> **THE DATA**:
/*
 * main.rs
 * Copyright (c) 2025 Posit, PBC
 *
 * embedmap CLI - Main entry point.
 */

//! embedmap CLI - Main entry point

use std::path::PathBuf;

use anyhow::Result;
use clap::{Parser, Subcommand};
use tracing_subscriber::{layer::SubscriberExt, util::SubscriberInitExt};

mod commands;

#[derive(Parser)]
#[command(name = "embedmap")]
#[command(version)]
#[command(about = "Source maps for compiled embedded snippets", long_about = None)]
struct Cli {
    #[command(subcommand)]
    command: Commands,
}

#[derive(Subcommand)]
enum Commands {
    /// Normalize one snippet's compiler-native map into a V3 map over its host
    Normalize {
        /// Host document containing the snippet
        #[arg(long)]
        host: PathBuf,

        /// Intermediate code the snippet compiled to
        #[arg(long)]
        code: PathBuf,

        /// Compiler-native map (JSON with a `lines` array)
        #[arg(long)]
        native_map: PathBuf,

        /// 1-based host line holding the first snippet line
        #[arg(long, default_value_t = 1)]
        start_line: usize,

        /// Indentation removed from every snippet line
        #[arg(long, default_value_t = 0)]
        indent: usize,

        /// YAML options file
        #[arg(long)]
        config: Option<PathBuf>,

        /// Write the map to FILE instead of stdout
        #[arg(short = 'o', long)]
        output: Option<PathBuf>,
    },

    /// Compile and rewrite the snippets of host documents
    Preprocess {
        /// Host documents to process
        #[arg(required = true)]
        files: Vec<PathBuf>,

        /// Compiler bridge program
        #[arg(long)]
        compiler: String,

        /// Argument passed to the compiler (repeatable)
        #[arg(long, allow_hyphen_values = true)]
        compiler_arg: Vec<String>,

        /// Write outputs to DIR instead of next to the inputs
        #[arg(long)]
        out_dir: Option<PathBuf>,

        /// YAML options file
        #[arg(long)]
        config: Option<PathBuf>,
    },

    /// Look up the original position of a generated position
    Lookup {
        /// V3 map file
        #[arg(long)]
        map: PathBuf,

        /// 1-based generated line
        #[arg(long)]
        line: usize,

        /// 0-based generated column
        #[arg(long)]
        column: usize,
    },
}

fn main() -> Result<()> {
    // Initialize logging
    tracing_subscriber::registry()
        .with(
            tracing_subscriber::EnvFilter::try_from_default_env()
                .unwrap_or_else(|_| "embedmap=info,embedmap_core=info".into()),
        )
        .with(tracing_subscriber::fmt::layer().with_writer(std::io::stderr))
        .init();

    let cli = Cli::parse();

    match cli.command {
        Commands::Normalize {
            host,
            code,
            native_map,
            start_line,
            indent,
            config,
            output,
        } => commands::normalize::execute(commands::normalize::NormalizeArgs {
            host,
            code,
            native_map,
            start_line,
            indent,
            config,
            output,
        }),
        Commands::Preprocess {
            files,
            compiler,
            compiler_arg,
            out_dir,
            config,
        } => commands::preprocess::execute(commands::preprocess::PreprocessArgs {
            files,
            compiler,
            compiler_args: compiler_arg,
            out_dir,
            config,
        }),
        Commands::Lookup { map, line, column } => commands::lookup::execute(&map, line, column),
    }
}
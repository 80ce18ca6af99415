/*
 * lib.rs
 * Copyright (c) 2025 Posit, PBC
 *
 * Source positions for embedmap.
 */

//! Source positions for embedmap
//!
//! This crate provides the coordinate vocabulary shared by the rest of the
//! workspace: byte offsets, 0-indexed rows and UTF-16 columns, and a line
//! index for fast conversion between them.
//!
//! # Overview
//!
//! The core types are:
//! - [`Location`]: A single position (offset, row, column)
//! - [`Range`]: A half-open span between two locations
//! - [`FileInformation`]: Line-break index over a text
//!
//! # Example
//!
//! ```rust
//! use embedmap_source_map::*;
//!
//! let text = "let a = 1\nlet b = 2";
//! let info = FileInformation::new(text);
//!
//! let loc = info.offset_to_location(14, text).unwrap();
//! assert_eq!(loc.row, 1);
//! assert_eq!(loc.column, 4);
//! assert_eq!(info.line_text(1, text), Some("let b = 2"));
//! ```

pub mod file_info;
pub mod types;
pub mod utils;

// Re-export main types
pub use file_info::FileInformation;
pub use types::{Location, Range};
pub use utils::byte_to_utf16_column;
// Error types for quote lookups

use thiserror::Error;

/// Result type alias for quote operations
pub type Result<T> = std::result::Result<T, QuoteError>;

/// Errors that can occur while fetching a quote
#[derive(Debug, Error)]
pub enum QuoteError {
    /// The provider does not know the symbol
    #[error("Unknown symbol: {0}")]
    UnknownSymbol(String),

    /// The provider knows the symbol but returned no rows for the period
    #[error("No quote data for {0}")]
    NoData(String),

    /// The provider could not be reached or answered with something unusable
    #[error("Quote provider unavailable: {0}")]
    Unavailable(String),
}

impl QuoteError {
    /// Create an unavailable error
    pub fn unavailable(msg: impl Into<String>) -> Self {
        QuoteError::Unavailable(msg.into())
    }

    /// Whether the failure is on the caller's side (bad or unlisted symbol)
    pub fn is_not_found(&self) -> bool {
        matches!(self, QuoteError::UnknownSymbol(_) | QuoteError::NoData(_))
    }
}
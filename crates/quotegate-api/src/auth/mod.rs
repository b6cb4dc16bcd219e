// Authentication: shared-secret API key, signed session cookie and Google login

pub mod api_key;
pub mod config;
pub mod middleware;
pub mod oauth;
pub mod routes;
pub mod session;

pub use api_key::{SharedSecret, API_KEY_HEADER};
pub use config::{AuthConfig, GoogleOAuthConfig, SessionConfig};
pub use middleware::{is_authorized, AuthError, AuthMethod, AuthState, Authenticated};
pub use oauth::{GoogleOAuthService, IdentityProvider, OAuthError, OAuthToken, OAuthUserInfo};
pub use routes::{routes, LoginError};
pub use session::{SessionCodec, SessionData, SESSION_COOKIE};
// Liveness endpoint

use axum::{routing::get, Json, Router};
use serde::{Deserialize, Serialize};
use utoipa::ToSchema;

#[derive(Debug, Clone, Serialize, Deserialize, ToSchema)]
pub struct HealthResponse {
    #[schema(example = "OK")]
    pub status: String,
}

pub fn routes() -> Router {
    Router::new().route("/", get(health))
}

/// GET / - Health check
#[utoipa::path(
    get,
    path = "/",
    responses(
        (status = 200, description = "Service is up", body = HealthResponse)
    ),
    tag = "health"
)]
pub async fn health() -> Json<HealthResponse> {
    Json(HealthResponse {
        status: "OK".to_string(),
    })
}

> **BRIEF**:
Output each record exactly as it appears in the listing.

> **YOUR RESPONSE**:
/*
 * main.rs
 * Copyright (c) 2025 Posit, PBC
 *
 * embedmap CLI - Main entry point.
 */

//! embedmap CLI - Main entry point

use std::path::PathBuf;

use anyhow::Result;
use clap::{Parser, Subcommand};
use tracing_subscriber::{layer::SubscriberExt, util::SubscriberInitExt};

mod commands;

#[derive(Parser)]
#[command(name = "embedmap")]
#[command(version)]
#[command(about = "Source maps for compiled embedded snippets", long_about = None)]
struct Cli {
    #[command(subcommand)]
    command: Commands,
}

#[derive(Subcommand)]
enum Commands {
    /// Normalize one snippet's compiler-native map into a V3 map over its host
    Normalize {
        /// Host document containing the snippet
        #[arg(long)]
        host: PathBuf,

        /// Intermediate code the snippet compiled to
        #[arg(long)]
        code: PathBuf,

        /// Compiler-native map (JSON with a `lines` array)
        #[arg(long)]
        native_map: PathBuf,

        /// 1-based host line holding the first snippet line
        #[arg(long, default_value_t = 1)]
        start_line: usize,

        /// Indentation removed from every snippet line
        #[arg(long, default_value_t = 0)]
        indent: usize,

        /// YAML options file
        #[arg(long)]
        config: Option<PathBuf>,

        /// Write the map to FILE instead of stdout
        #[arg(short = 'o', long)]
        output: Option<PathBuf>,
    },

    /// Compile and rewrite the snippets of host documents
    Preprocess {
        /// Host documents to process
        #[arg(required = true)]
        files: Vec<PathBuf>,

        /// Compiler bridge program
        #[arg(long)]
        compiler: String,

        /// Argument passed to the compiler (repeatable)
        #[arg(long, allow_hyphen_values = true)]
        compiler_arg: Vec<String>,

        /// Write outputs to DIR instead of next to the inputs
        #[arg(long)]
        out_dir: Option<PathBuf>,

        /// YAML options file
        #[arg(long)]
        config: Option<PathBuf>,
    },

    /// Look up the original position of a generated position
    Lookup {
        /// V3 map file
        #[arg(long)]
        map: PathBuf,

        /// 1-based generated line
        #[arg(long)]
        line: usize,

        /// 0-based generated column
        #[arg(long)]
        column: usize,
    },
}

fn main() -> Result<()> {
    // Initialize logging
    tracing_subscriber::registry()
        .with(
            tracing_subscriber::EnvFilter::try_from_default_env()
                .unwrap_or_else(|_| "embedmap=info,embedmap_core=info".into()),
        )
        .with(tracing_subscriber::fmt::layer().with_writer(std::io::stderr))
        .init();

    let cli = Cli::parse();

    match cli.command {
        Commands::Normalize {
            host,
            code,
            native_map,
            start_line,
            indent,
            config,
            output,
        } => commands::normalize::execute(commands::normalize::NormalizeArgs {
            host,
            code,
            native_map,
            start_line,
            indent,
            config,
            output,
        }),
        Commands::Preprocess {
            files,
            compiler,
            compiler_arg,
            out_dir,
            config,
        } => commands::preprocess::execute(commands::preprocess::PreprocessArgs {
            files,
            compiler,
            compiler_args: compiler_arg,
            out_dir,
            config,
        }),
        Commands::Lookup { map, line, column } => commands::lookup::execute(&map, line, column),
    }
}
repository 80ce18ca6af99415
/*
 * lib.rs
 * Copyright (c) 2025 Posit, PBC
 *
 * Source positions for embedmap.
 */

//! Source positions for embedmap
//!
//! This crate provides the coordinate vocabulary shared by the rest of the
//! workspace: byte offsets, 0-indexed rows and UTF-16 columns, and a line
//! index for fast conversion between them.
//!
//! # Overview
//!
//! The core types are:
//! - [`Location`]: A single position (offset, row, column)
//! - [`Range`]: A half-open span between two locations
//! - [`FileInformation`]: Line-break index over a text
//!
//! # Example
//!
//! ```rust
//! use embedmap_source_map::*;
//!
//! let text = "let a = 1\nlet b = 2";
//! let info = FileInformation::new(text);
//!
//! let loc = info.offset_to_location(14, text).unwrap();
//! assert_eq!(loc.row, 1);
//! assert_eq!(loc.column, 4);
//! assert_eq!(info.line_text(1, text), Some("let b = 2"));
//! ```

pub mod file_info;
pub mod types;
pub mod utils;

// Re-export main types
pub use file_info::FileInformation;
pub use types::{Location, Range};
pub use utils::byte_to_utf16_column;
// Error types for quote lookups

use thiserror::Error;

/// Result type alias for quote operations
pub type Result<T> = std::result::Result<T, QuoteError>;

/// Errors that can occur while fetching a quote
#[derive(Debug, Error)]
pub enum QuoteError {
    /// The provider does not know the symbol
    #[error("Unknown symbol: {0}")]
    UnknownSymbol(String),

    /// The provider knows the symbol but returned no rows for the period
    #[error("No quote data for {0}")]
    NoData(String),

    /// The provider could not be reached or answered with something unusable
    #[error("Quote provider unavailable: {0}")]
    Unavailable(String),
}

impl QuoteError {
    /// Create an unavailable error
    pub fn unavailable(msg: impl Into<String>) -> Self {
        QuoteError::Unavailable(msg.into())
    }

    /// Whether the failure is on the caller's side (bad or unlisted symbol)
    pub fn is_not_found(&self) -> bool {
        matches!(self, QuoteError::UnknownSymbol(_) | QuoteError::NoData(_))
    }
}
filename crates/quotegate-api/src/auth/mod.rs
repository b6cb4dc16bcd219e
// Authentication: shared-secret API key, signed session cookie and Google login

pub mod api_key;
pub mod config;
pub mod middleware;
pub mod oauth;
pub mod routes;
pub mod session;

pub use api_key::{SharedSecret, API_KEY_HEADER};
pub use config::{AuthConfig, GoogleOAuthConfig, SessionConfig};
pub use middleware::{is_authorized, AuthError, AuthMethod, AuthState, Authenticated};
pub use oauth::{GoogleOAuthService, IdentityProvider, OAuthError, OAuthToken, OAuthUserInfo};
pub use routes::{routes, LoginError};
pub use session::{SessionCodec, SessionData, SESSION_COOKIE};
// Liveness endpoint

use axum::{routing::get, Json, Router};
use serde::{Deserialize, Serialize};
use utoipa::ToSchema;

#[derive(Debug, Clone, Serialize, Deserialize, ToSchema)]
pub struct HealthResponse {
    #[schema(example = "OK")]
    pub status: String,
}

pub fn routes() -> Router {
    Router::new().route("/", get(health))
}

/// GET / - Health check
#[utoipa::path(
    get,
    path = "/",
    responses(
        (status = 200, description = "Service is up", body = HealthResponse)
    ),
    tag = "health"
)]
pub async fn health() -> Json<HealthResponse> {
    Json(HealthResponse {
        status: "OK".to_string(),
    })
}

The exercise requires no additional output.